*Task*
Transcribe all the data, leaving each word as it is.

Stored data

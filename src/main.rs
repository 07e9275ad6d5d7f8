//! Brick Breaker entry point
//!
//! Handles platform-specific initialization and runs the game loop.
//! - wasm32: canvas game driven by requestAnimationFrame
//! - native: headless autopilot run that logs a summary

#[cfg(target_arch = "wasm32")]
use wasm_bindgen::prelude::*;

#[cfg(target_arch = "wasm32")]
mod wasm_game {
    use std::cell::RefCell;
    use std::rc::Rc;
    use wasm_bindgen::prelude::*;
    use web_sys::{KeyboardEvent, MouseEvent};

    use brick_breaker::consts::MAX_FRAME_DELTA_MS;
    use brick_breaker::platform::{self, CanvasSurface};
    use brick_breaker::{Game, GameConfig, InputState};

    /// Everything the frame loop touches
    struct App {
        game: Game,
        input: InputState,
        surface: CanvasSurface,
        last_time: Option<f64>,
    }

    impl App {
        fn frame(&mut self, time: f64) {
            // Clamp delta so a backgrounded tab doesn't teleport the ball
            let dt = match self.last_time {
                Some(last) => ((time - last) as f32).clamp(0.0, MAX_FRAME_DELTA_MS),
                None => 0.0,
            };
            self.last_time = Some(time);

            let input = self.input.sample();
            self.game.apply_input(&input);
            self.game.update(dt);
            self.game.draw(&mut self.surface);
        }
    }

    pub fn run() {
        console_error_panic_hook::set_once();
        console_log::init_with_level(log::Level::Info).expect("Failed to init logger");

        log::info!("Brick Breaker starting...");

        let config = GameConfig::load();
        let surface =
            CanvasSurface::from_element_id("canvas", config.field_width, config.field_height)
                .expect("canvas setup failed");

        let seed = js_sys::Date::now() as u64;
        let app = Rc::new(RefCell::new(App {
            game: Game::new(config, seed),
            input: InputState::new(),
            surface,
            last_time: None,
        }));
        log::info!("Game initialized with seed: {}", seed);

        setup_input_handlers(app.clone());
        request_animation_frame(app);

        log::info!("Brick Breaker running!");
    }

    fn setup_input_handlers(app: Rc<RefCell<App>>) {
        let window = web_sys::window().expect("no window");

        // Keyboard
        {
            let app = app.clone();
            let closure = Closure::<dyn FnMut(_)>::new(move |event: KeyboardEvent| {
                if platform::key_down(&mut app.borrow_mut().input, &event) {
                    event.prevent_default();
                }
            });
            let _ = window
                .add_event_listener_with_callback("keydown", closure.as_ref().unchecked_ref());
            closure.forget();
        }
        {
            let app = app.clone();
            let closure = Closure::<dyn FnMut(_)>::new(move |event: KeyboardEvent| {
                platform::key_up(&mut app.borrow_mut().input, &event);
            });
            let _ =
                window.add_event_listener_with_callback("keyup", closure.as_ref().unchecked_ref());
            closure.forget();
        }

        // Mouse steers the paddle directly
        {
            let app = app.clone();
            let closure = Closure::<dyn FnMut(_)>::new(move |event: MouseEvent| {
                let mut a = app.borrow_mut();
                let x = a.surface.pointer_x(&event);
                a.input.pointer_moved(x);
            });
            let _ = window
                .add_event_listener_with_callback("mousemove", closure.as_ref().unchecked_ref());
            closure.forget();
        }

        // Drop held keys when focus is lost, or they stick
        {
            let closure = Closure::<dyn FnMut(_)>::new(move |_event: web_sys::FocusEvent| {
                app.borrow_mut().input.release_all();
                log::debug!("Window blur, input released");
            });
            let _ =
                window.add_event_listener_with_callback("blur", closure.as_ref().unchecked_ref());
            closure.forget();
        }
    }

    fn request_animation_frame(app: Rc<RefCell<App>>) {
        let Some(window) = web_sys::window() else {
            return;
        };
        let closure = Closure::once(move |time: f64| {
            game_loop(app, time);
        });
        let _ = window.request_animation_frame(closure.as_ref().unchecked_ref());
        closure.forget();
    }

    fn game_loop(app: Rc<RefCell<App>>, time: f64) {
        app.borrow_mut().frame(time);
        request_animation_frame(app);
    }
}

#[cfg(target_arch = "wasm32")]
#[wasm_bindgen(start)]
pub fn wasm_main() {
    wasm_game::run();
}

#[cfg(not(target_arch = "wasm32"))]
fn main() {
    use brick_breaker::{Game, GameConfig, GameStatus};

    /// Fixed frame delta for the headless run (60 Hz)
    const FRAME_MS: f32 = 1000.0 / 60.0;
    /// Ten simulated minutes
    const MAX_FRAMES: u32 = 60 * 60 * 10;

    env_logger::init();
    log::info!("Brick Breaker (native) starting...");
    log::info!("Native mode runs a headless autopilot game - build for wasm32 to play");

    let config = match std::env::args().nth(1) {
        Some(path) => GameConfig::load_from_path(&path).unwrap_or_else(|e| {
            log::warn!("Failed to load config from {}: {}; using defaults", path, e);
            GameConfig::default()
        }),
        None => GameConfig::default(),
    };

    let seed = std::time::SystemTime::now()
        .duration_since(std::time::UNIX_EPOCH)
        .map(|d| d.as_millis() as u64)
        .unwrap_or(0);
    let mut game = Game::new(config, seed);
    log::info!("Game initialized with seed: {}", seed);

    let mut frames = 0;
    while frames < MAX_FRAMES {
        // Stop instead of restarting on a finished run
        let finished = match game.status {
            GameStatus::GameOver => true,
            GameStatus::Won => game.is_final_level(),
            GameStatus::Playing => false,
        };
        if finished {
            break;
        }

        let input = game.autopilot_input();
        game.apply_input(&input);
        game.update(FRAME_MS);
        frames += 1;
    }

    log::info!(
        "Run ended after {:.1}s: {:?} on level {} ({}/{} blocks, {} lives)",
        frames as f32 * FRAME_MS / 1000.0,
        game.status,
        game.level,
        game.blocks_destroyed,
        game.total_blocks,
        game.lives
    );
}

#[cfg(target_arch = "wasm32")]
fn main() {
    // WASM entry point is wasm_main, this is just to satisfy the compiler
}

*Result of this task*
filename src/main.rs
repository 07e9275ad6d5d7f8
//! Brick Breaker entry point
//!
//! Handles platform-specific initialization and runs the game loop.
//! - wasm32: canvas game driven by requestAnimationFrame
//! - native: headless autopilot run that logs a summary

#[cfg(target_arch = "wasm32")]
use wasm_bindgen::prelude::*;

#[cfg(target_arch = "wasm32")]
mod wasm_game {
    use std::cell::RefCell;
    use std::rc::Rc;
    use wasm_bindgen::prelude::*;
    use web_sys::{KeyboardEvent, MouseEvent};

    use brick_breaker::consts::MAX_FRAME_DELTA_MS;
    use brick_breaker::platform::{self, CanvasSurface};
    use brick_breaker::{Game, GameConfig, InputState};

    /// Everything the frame loop touches
    struct App {
        game: Game,
        input: InputState,
        surface: CanvasSurface,
        last_time: Option<f64>,
    }

    impl App {
        fn frame(&mut self, time: f64) {
            // Clamp delta so a backgrounded tab doesn't teleport the ball
            let dt = match self.last_time {
                Some(last) => ((time - last) as f32).clamp(0.0, MAX_FRAME_DELTA_MS),
                None => 0.0,
            };
            self.last_time = Some(time);

            let input = self.input.sample();
            self.game.apply_input(&input);
            self.game.update(dt);
            self.game.draw(&mut self.surface);
        }
    }

    pub fn run() {
        console_error_panic_hook::set_once();
        console_log::init_with_level(log::Level::Info).expect("Failed to init logger");

        log::info!("Brick Breaker starting...");

        let config = GameConfig::load();
        let surface =
            CanvasSurface::from_element_id("canvas", config.field_width, config.field_height)
                .expect("canvas setup failed");

        let seed = js_sys::Date::now() as u64;
        let app = Rc::new(RefCell::new(App {
            game: Game::new(config, seed),
            input: InputState::new(),
            surface,
            last_time: None,
        }));
        log::info!("Game initialized with seed: {}", seed);

        setup_input_handlers(app.clone());
        request_animation_frame(app);

        log::info!("Brick Breaker running!");
    }

    fn setup_input_handlers(app: Rc<RefCell<App>>) {
        let window = web_sys::window().expect("no window");

        // Keyboard
        {
            let app = app.clone();
            let closure = Closure::<dyn FnMut(_)>::new(move |event: KeyboardEvent| {
                if platform::key_down(&mut app.borrow_mut().input, &event) {
                    event.prevent_default();
                }
            });
            let _ = window
                .add_event_listener_with_callback("keydown", closure.as_ref().unchecked_ref());
            closure.forget();
        }
        {
            let app = app.clone();
            let closure = Closure::<dyn FnMut(_)>::new(move |event: KeyboardEvent| {
                platform::key_up(&mut app.borrow_mut().input, &event);
            });
            let _ =
                window.add_event_listener_with_callback("keyup", closure.as_ref().unchecked_ref());
            closure.forget();
        }

        // Mouse steers the paddle directly
        {
            let app = app.clone();
            let closure = Closure::<dyn FnMut(_)>::new(move |event: MouseEvent| {
                let mut a = app.borrow_mut();
                let x = a.surface.pointer_x(&event);
                a.input.pointer_moved(x);
            });
            let _ = window
                .add_event_listener_with_callback("mousemove", closure.as_ref().unchecked_ref());
            closure.forget();
        }

        // Drop held keys when focus is lost, or they stick
        {
            let closure = Closure::<dyn FnMut(_)>::new(move |_event: web_sys::FocusEvent| {
                app.borrow_mut().input.release_all();
                log::debug!("Window blur, input released");
            });
            let _ =
                window.add_event_listener_with_callback("blur", closure.as_ref().unchecked_ref());
            closure.forget();
        }
    }

    fn request_animation_frame(app: Rc<RefCell<App>>) {
        let Some(window) = web_sys::window() else {
            return;
        };
        let closure = Closure::once(move |time: f64| {
            game_loop(app, time);
        });
        let _ = window.request_animation_frame(closure.as_ref().unchecked_ref());
        closure.forget();
    }

    fn game_loop(app: Rc<RefCell<App>>, time: f64) {
        app.borrow_mut().frame(time);
        request_animation_frame(app);
    }
}

#[cfg(target_arch = "wasm32")]
#[wasm_bindgen(start)]
pub fn wasm_main() {
    wasm_game::run();
}

#[cfg(not(target_arch = "wasm32"))]
fn main() {
    use brick_breaker::{Game, GameConfig, GameStatus};

    /// Fixed frame delta for the headless run (60 Hz)
    const FRAME_MS: f32 = 1000.0 / 60.0;
    /// Ten simulated minutes
    const MAX_FRAMES: u32 = 60 * 60 * 10;

    env_logger::init();
    log::info!("Brick Breaker (native) starting...");
    log::info!("Native mode runs a headless autopilot game - build for wasm32 to play");

    let config = match std::env::args().nth(1) {
        Some(path) => GameConfig::load_from_path(&path).unwrap_or_else(|e| {
            log::warn!("Failed to load config from {}: {}; using defaults", path, e);
            GameConfig::default()
        }),
        None => GameConfig::default(),
    };

    let seed = std::time::SystemTime::now()
        .duration_since(std::time::UNIX_EPOCH)
        .map(|d| d.as_millis() as u64)
        .unwrap_or(0);
    let mut game = Game::new(config, seed);
    log::info!("Game initialized with seed: {}", seed);

    let mut frames = 0;
    while frames < MAX_FRAMES {
        // Stop instead of restarting on a finished run
        let finished = match game.status {
            GameStatus::GameOver => true,
            GameStatus::Won => game.is_final_level(),
            GameStatus::Playing => false,
        };
        if finished {
            break;
        }

        let input = game.autopilot_input();
        game.apply_input(&input);
        game.update(FRAME_MS);
        frames += 1;
    }

    log::info!(
        "Run ended after {:.1}s: {:?} on level {} ({}/{} blocks, {} lives)",
        frames as f32 * FRAME_MS / 1000.0,
        game.status,
        game.level,
        game.blocks_destroyed,
        game.total_blocks,
        game.lives
    );
}

#[cfg(target_arch = "wasm32")]
fn main() {
    // WASM entry point is wasm_main, this is just to satisfy the compiler
}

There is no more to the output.